The words landed like stones in still water. Sleep in the bed. With him.
Elara's heart plummeted. The memory rose unbidden—Marco's hands, his weight, the wall cold against her back while his body pressed her into it. Men who shared your space wanted to consume it. That was the rule. That was the only rule that had ever mattered.
Her breath came in short, silent gasps as she stood frozen just outside the room.
Kazimir turned. His grey eyes found her petrified form in the shadows. A muscle jumped in his jaw.
"The bathroom." His voice was sharp, a command. "Now."
It was the sharpness of the order that broke her paralysis. Elara understood sharpness. Sharpness meant anger. Anger meant pain. She did not want pain. She scurried past him and shut the bathroom door.
Elara took as long as she dared in the shower.
The water was hot—blessedly, impossibly hot—and she stood under it until her skin turned pink, until the steam filled the room and fogged the mirror, until the heat soaked into muscles that had been clenched for hours. She didn't think about the man on the other side of the door. She didn't think about the bed, about sleeping beside him, about what that meant. She just stood and let the water run.
But water eventually runs cold. The heat faded, then cooled, then turned icy against her skin. She turned it off. Dried herself with mechanical slowness—each movement deliberate, postponing the inevitable. When she slipped into her thin chemise, the fabric felt like armor made of tissue paper. Completely useless. Transparent. A joke.
She crept to the door and pressed her ear against it, straining for any sound.
Silence.
Taking a steadying breath, she opened the door. With her heart practically thumping out of her chest, she stuck her head out timidly.
The room was lit by a single lamp on the nightstand. Kazimir was in the bed on his back, one arm thrown over his eyes. He was still wearing his trousers and an untucked white shirt, the sleeves rolled to his elbows. He wasn't moving.
Asleep.
A wave of dizzying relief washed over her, so potent it made her knees weak.
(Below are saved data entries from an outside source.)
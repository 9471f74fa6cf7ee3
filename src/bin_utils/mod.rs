//! Command line front end for [`crate::ledger::Ledger`]. It lives in the library so the
//! integration tests can drive it without spawning the binary.

use std::{io::Write, path::PathBuf};

use anyhow::{Context, Result};
use clap::{Parser, Subcommand};
use rust_decimal::Decimal;

use crate::{
    account::{AccountId, Displayable},
    config::{DEFAULT_ACCOUNTS_FILE, DEFAULT_JOURNAL_FILE, LedgerConfig},
    ledger::Ledger,
};
use printer::{print_accounts, print_transactions};

pub mod printer;

#[derive(Debug, Parser)]
#[command(name = "flat-ledger", version, about = "File backed account ledger")]
pub struct Cli {
    /// Account file, one `owner|id|balance` line per account
    #[arg(long, default_value = DEFAULT_ACCOUNTS_FILE)]
    pub accounts: PathBuf,

    /// Append-only transaction journal
    #[arg(long, default_value = DEFAULT_JOURNAL_FILE)]
    pub journal: PathBuf,

    #[command(subcommand)]
    pub command: Command,
}

impl Cli {
    pub fn config(&self) -> LedgerConfig {
        LedgerConfig::new(&self.accounts, &self.journal)
    }
}

#[derive(Debug, Clone, Subcommand)]
pub enum Command {
    /// Append a new account
    Open {
        owner: String,
        id: AccountId,
        #[arg(allow_negative_numbers = true)]
        balance: Decimal,
    },
    Deposit {
        id: AccountId,
        #[arg(allow_negative_numbers = true)]
        amount: Decimal,
    },
    Withdraw {
        id: AccountId,
        #[arg(allow_negative_numbers = true)]
        amount: Decimal,
    },
    /// Move funds between two accounts and journal the transfer
    Transfer {
        from: AccountId,
        to: AccountId,
        #[arg(allow_negative_numbers = true)]
        amount: Decimal,
    },
    /// Show all accounts
    List,
    /// Show the transaction journal
    History,
}

pub struct Service<'w, W: 'w> {
    pub config: LedgerConfig,
    pub output: &'w mut W,
}

impl<'w, W> Service<'w, W>
where
    W: Write + 'w,
{
    pub fn run(self, command: Command) -> Result<()> {
        let mut ledger = Ledger::open(self.config);

        match command {
            Command::Open { owner, id, balance } => {
                let acc = ledger
                    .open_account(owner, id, balance)
                    .with_context(|| format!("Failed to open account {id}"))?;
                writeln!(self.output, "Opened {}", acc.details(true))?;
            }
            Command::Deposit { id, amount } => {
                let acc = ledger
                    .deposit(id, amount)
                    .with_context(|| format!("Failed to deposit {amount} to {id}"))?;
                writeln!(self.output, "{}", acc.details(true))?;
            }
            Command::Withdraw { id, amount } => {
                let acc = ledger
                    .withdraw(id, amount)
                    .with_context(|| format!("Failed to withdraw {amount} from {id}"))?;
                writeln!(self.output, "{}", acc.details(true))?;
            }
            Command::Transfer { from, to, amount } => {
                let receipt = ledger
                    .transfer(from, to, amount)
                    .with_context(|| format!("Failed to transfer {amount} from {from} to {to}"))?;
                writeln!(self.output, "Transferred {amount} from {from} to {to}")?;
                print_accounts(self.output, [&receipt.from, &receipt.to])?;
            }
            Command::List => {
                let accounts = ledger.accounts().context("Failed to load accounts")?;
                print_accounts(self.output, &accounts)?;
            }
            Command::History => {
                let transactions = ledger.transactions().context("Failed to load journal")?;
                print_transactions(self.output, &transactions)?;
            }
        }
        Ok(())
    }
}
use std::fmt;

use rust_decimal::{Decimal, prelude::Zero};
use thiserror::Error;

use crate::codec::{self, RecordError};

pub type AccountId = i32;

/// Character separating fields of a persisted line.
pub const FIELD_DELIMITER: char = '|';

#[derive(Debug, Error, PartialEq, Eq)]
pub enum AccountError {
    #[error("Invalid argument: {0}")]
    InvalidArgument(String),
    #[error("Insufficient funds: balance is {balance}, requested {requested}")]
    InsufficientFunds {
        balance: Decimal,
        requested: Decimal,
    },
}

/// Anything that can render a one-line human readable summary.
pub trait Displayable {
    fn details(&self, full: bool) -> String;
}

#[derive(Debug, Clone, PartialEq, Eq)]
pub struct AccountRecord {
    id: AccountId,
    owner: String,
    balance: Decimal,
}

impl AccountRecord {
    pub fn new(
        owner: impl Into<String>,
        id: AccountId,
        balance: Decimal,
    ) -> Result<Self, AccountError> {
        let owner = owner.into();
        validate_text("owner", &owner)?;
        if balance < Decimal::zero() {
            return Err(AccountError::InvalidArgument(format!(
                "balance must not be negative, got {balance}"
            )));
        }
        Ok(Self { id, owner, balance })
    }

    pub fn id(&self) -> AccountId {
        self.id
    }

    pub fn owner(&self) -> &str {
        &self.owner
    }

    pub fn balance(&self) -> Decimal {
        self.balance
    }

    pub fn deposit(&mut self, amount: Decimal) -> Result<(), AccountError> {
        check_not_negative(amount, "Deposit")?;
        self.balance = self.balance.checked_add(amount).ok_or_else(|| {
            AccountError::InvalidArgument(format!(
                "balance would overflow: {} + {amount}",
                self.balance
            ))
        })?;
        Ok(())
    }

    pub fn withdraw(&mut self, amount: Decimal) -> Result<(), AccountError> {
        check_not_negative(amount, "Withdrawal")?;
        if amount > self.balance {
            return Err(AccountError::InsufficientFunds {
                balance: self.balance,
                requested: amount,
            });
        }
        self.balance -= amount;
        Ok(())
    }

    /// Renders the record as a single `owner|id|balance` line, without the line terminator.
    pub fn serialize(&self) -> String {
        codec::encode_account(self)
    }

    pub fn deserialize(text: &str) -> Result<Self, RecordError> {
        codec::decode_account(text)
    }
}

/// Returns a copy of `record` credited with `amount`.
pub fn deposit(record: &AccountRecord, amount: Decimal) -> Result<AccountRecord, AccountError> {
    let mut updated = record.clone();
    updated.deposit(amount)?;
    Ok(updated)
}

/// Returns a copy of `record` debited by `amount`. `record` itself is never touched.
pub fn withdraw(record: &AccountRecord, amount: Decimal) -> Result<AccountRecord, AccountError> {
    let mut updated = record.clone();
    updated.withdraw(amount)?;
    Ok(updated)
}

impl Displayable for AccountRecord {
    fn details(&self, full: bool) -> String {
        if full {
            format!(
                "Acc#: {} | Name: {} | Balance: {:.2}",
                self.id, self.owner, self.balance
            )
        } else {
            format!("Acc#: {} | Name: {}", self.id, self.owner)
        }
    }
}

impl fmt::Display for AccountRecord {
    fn fmt(&self, f: &mut fmt::Formatter<'_>) -> fmt::Result {
        f.write_str(&self.details(true))
    }
}

fn check_not_negative(amount: Decimal, action: &str) -> Result<(), AccountError> {
    if amount < Decimal::zero() {
        Err(AccountError::InvalidArgument(format!(
            "{action} amount cannot be negative, got {amount}"
        )))
    } else {
        Ok(())
    }
}

/// Free text fields must not break the line format.
pub(crate) fn validate_text(field: &str, value: &str) -> Result<(), AccountError> {
    if value.contains(FIELD_DELIMITER) || value.contains(['\n', '\r']) {
        return Err(AccountError::InvalidArgument(format!(
            "{field} must not contain '{FIELD_DELIMITER}' or line breaks: {value:?}"
        )));
    }
    Ok(())
}
//! Live TV core
//!
//! Coordinates network tuners, merges their lineups with program guide data
//! and records scheduled programs. Timers survive restarts through JSON
//! documents in the data directory.

pub mod config;
pub mod epg;
pub mod error;
pub mod guide_refresh;
pub mod models;
pub mod reconcile;
pub mod recorder;
pub mod series;
pub mod service;
pub mod store;
pub mod timer;
pub mod tuner;

#[cfg(test)]
pub(crate) mod test_utils;

use std::path::Path;

use tracing_appender::non_blocking::WorkerGuard;
use tracing_subscriber::{fmt, prelude::*, EnvFilter};

pub use config::{ConfigWatcher, EpgConfig, LiveTvConfig, TunerHostConfig};
pub use error::{LiveTvError, Result, TimerRejection};
pub use guide_refresh::GuideRefresher;
pub use models::*;
pub use service::{CollaboratorFactory, HttpCollaborators, LiveTvService};

/// Install the global subscriber: console output plus, when `log_dir` is
/// given, a daily-rotated log file. Keep the returned guard alive for as long
/// as file logging is wanted.
pub fn init_logging(log_dir: Option<&Path>, debug_logging: bool) -> Option<WorkerGuard> {
    let default_level = if debug_logging { "debug" } else { "info" };
    let filter = EnvFilter::try_from_default_env()
        .unwrap_or_else(|_| EnvFilter::new(format!("{},reqwest=warn,hyper=warn", default_level)));

    let console = fmt::layer()
        .with_target(true)
        .with_level(true)
        .with_thread_ids(false);

    let (file, guard) = match log_dir {
        Some(dir) => {
            let appender = tracing_appender::rolling::daily(dir, "livetv.log");
            let (writer, guard) = tracing_appender::non_blocking(appender);
            let layer = fmt::layer()
                .with_writer(writer)
                .with_ansi(false)
                .with_thread_ids(true)
                .with_file(true)
                .with_line_number(true);
            (Some(layer), Some(guard))
        }
        None => (None, None),
    };

    let _ = tracing_subscriber::registry()
        .with(filter)
        .with(console)
        .with(file)
        .try_init();

    guard
}
//! Program guide suppliers

pub mod schedules_direct;
pub mod xmltv;

use std::collections::HashMap;
use std::sync::Arc;

use async_trait::async_trait;
use chrono::{DateTime, Utc};

use crate::config::EpgConfig;
use crate::error::Result;
use crate::models::{ProgramInfo, StationInfo};

pub use schedules_direct::SchedulesDirectClient;
pub use xmltv::XmltvSupplier;

#[async_trait]
pub trait EpgSupplier: Send + Sync {
    fn name(&self) -> &str;

    /// Station metadata keyed by normalized channel number
    async fn get_stations(&self) -> Result<HashMap<String, StationInfo>>;

    /// Airings on a channel overlapping `[start, end)`. Returned programs carry
    /// `channel_id` as passed in.
    async fn get_programs(
        &self,
        channel_id: &str,
        start: DateTime<Utc>,
        end: DateTime<Utc>,
    ) -> Result<Vec<ProgramInfo>>;
}

/// Channel number with leading zeros stripped, so "005" and "5" share a key
pub fn normalize_channel_number(number: &str) -> String {
    let stripped = number.trim().trim_start_matches('0');
    if stripped.is_empty() || stripped.starts_with('.') {
        format!("0{}", stripped)
    } else {
        stripped.to_string()
    }
}

/// Whether an airing overlaps the requested window
pub(crate) fn overlaps(
    start: DateTime<Utc>,
    end: DateTime<Utc>,
    window_start: DateTime<Utc>,
    window_end: DateTime<Utc>,
) -> bool {
    start < window_end && end > window_start
}

/// Series identity shared by every episode of a show, derived from a
/// Gracenote-style program id (`EP01234567.0002` -> `SH01234567`)
pub(crate) fn series_id(program_id: &str) -> Option<String> {
    let is_episodic = program_id.starts_with("EP") || program_id.starts_with("SH");
    match program_id.get(2..10) {
        Some(core) if is_episodic => Some(format!("SH{}", core)),
        _ => None,
    }
}

/// Instantiate the supplier described by the configuration
pub fn build_epg_supplier(config: &EpgConfig, client: reqwest::Client) -> Arc<dyn EpgSupplier> {
    match config {
        EpgConfig::SchedulesDirect {
            username,
            password,
            lineup_id,
            base_url,
        } => Arc::new(SchedulesDirectClient::new(
            base_url, username, password, lineup_id, client,
        )),
        EpgConfig::Xmltv { path } => Arc::new(XmltvSupplier::new(path, client)),
    }
}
She padded silently to the bed. Stopping and drawing in a sharp breath whenever a floorboard creaked. Each sound was a betrayal. Each pause was an eternity.
When she finally reached the edge, she froze again. The vast expanse of mattress between her and his form was a minefield. She was a rabbit approaching a sleeping wolf, knowing that one wrong step, one misplaced breath, could mean the difference between surviving the night and being torn apart.
After a long moment of hesitation, she lifted the duvet with infinite care and slid beneath it. She lay rigidly on the outermost inch of mattress—the very edge, close enough to fall off if she shifted wrong. Her body was a taut line of resistance against the warmth of the sheets, against the softness of the pillow, against the presence of him so close. She turned onto her side and stared at the wall. Willed herself to dissolve into the plaster. To become part of the architecture. To be nothing.
But peace was an illusion.
First, an hour passed. Then another. The mansion settled into its deepest silence, the kind that came only in the small hours before dawn. But Elara's eyes were dry and aching from staring into the dark. Her body remained a live wire of tension. Every shift of the fabric, every sigh of his breath, was a potential trigger.
She listened to the rhythm of his breathing. Tried to match her own to it. Tried to become part of the background noise of his sleep.
Then—a change. A low, ragged grunt. The sound of restless movement. The bed frame creaked as he turned onto his side, facing her. His breathing hitched, becoming uneven and labored.
Elara held her breath. Squeezed her eyes shut. Don't wake! Please, don't wake!
Another sound—a pained, damp cough. Then, a shudder that vibrated through the mattress.
Something is wrong, Elara realized with a start.
Slowly, against every instinct screaming for self-preservation, she turned her head.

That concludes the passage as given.